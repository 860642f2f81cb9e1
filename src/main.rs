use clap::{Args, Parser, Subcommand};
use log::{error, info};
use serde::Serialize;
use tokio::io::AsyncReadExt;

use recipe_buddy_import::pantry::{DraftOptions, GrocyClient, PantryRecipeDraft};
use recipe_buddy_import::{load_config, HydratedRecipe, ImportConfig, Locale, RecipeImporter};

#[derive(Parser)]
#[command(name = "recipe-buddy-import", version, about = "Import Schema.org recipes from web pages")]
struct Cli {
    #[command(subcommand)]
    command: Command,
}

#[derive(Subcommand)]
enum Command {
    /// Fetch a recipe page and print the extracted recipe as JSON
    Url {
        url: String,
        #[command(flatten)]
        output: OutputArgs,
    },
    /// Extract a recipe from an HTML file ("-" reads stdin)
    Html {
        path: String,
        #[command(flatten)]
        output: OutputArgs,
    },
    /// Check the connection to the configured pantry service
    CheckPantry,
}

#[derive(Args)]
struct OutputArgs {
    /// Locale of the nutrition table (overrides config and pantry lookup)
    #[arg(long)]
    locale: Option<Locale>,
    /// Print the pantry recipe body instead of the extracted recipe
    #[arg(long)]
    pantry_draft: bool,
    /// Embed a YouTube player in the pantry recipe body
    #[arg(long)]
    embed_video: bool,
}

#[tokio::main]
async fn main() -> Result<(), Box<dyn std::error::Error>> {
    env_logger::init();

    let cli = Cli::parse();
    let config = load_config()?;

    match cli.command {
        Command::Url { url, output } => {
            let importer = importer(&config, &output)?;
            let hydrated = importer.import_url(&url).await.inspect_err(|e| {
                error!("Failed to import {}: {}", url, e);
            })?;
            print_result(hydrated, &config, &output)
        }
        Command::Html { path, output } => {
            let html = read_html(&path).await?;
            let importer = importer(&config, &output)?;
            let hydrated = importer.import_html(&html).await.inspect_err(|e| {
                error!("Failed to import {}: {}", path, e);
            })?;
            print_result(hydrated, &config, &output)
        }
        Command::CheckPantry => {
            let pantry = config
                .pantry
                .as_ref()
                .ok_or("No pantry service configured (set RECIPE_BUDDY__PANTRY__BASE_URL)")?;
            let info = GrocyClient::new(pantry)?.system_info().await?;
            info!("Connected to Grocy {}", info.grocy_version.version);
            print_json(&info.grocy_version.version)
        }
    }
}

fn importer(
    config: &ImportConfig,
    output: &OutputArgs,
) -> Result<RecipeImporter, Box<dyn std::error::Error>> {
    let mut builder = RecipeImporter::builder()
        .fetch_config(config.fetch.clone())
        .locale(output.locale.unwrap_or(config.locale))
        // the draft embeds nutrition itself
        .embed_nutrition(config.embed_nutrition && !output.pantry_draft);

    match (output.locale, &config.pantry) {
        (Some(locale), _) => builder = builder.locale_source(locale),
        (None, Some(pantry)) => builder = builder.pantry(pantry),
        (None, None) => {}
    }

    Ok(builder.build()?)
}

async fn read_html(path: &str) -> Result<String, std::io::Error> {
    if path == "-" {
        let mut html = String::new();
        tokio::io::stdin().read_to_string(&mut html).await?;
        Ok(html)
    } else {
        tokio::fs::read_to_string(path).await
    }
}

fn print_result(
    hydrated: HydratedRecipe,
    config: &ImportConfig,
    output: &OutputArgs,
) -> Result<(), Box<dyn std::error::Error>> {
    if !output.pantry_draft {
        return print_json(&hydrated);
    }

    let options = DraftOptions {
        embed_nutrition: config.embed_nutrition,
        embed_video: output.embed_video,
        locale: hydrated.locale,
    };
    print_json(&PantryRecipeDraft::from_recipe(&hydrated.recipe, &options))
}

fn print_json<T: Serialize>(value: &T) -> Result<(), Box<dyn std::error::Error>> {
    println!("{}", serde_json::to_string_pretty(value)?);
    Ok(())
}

==

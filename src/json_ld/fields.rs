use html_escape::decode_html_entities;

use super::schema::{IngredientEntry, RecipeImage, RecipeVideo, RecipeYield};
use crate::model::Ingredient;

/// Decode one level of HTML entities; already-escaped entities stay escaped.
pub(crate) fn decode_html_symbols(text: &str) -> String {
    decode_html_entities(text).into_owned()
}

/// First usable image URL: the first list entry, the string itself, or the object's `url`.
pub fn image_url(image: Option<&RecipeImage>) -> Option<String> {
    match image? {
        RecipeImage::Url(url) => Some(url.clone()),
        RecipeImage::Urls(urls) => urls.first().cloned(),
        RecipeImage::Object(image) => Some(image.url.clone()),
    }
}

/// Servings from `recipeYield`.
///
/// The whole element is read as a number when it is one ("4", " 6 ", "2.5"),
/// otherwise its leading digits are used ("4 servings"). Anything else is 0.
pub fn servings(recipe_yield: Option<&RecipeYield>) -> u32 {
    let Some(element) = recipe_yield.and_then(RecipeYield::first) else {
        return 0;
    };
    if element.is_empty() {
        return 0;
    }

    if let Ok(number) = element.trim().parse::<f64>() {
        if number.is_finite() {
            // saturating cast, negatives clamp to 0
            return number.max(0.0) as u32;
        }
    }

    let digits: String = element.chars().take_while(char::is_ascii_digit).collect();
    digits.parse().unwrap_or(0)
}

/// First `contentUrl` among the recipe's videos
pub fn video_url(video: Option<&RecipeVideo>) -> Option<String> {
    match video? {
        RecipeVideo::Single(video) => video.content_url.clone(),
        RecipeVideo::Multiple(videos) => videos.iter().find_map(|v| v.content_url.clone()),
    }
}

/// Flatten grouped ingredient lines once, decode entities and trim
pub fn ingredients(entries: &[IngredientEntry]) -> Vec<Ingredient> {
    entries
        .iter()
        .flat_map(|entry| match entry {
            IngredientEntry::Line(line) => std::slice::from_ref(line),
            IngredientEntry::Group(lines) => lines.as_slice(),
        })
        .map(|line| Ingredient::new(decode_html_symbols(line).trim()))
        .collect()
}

*Task description:* Return, with no change at all, every line in the entries above from the line containing "repository 860642f2f81cb9e1" through the line containing "Schema.org recipes from".

*Answer to this task:*
repository 860642f2f81cb9e1
filename src/main.rs
use clap::{Args, Parser, Subcommand};
use log::{error, info};
use serde::Serialize;
use tokio::io::AsyncReadExt;

use recipe_buddy_import::pantry::{DraftOptions, GrocyClient, PantryRecipeDraft};
use recipe_buddy_import::{load_config, HydratedRecipe, ImportConfig, Locale, RecipeImporter};

#[derive(Parser)]
#[command(name = "recipe-buddy-import", version, about = "Import Schema.org recipes from web pages")]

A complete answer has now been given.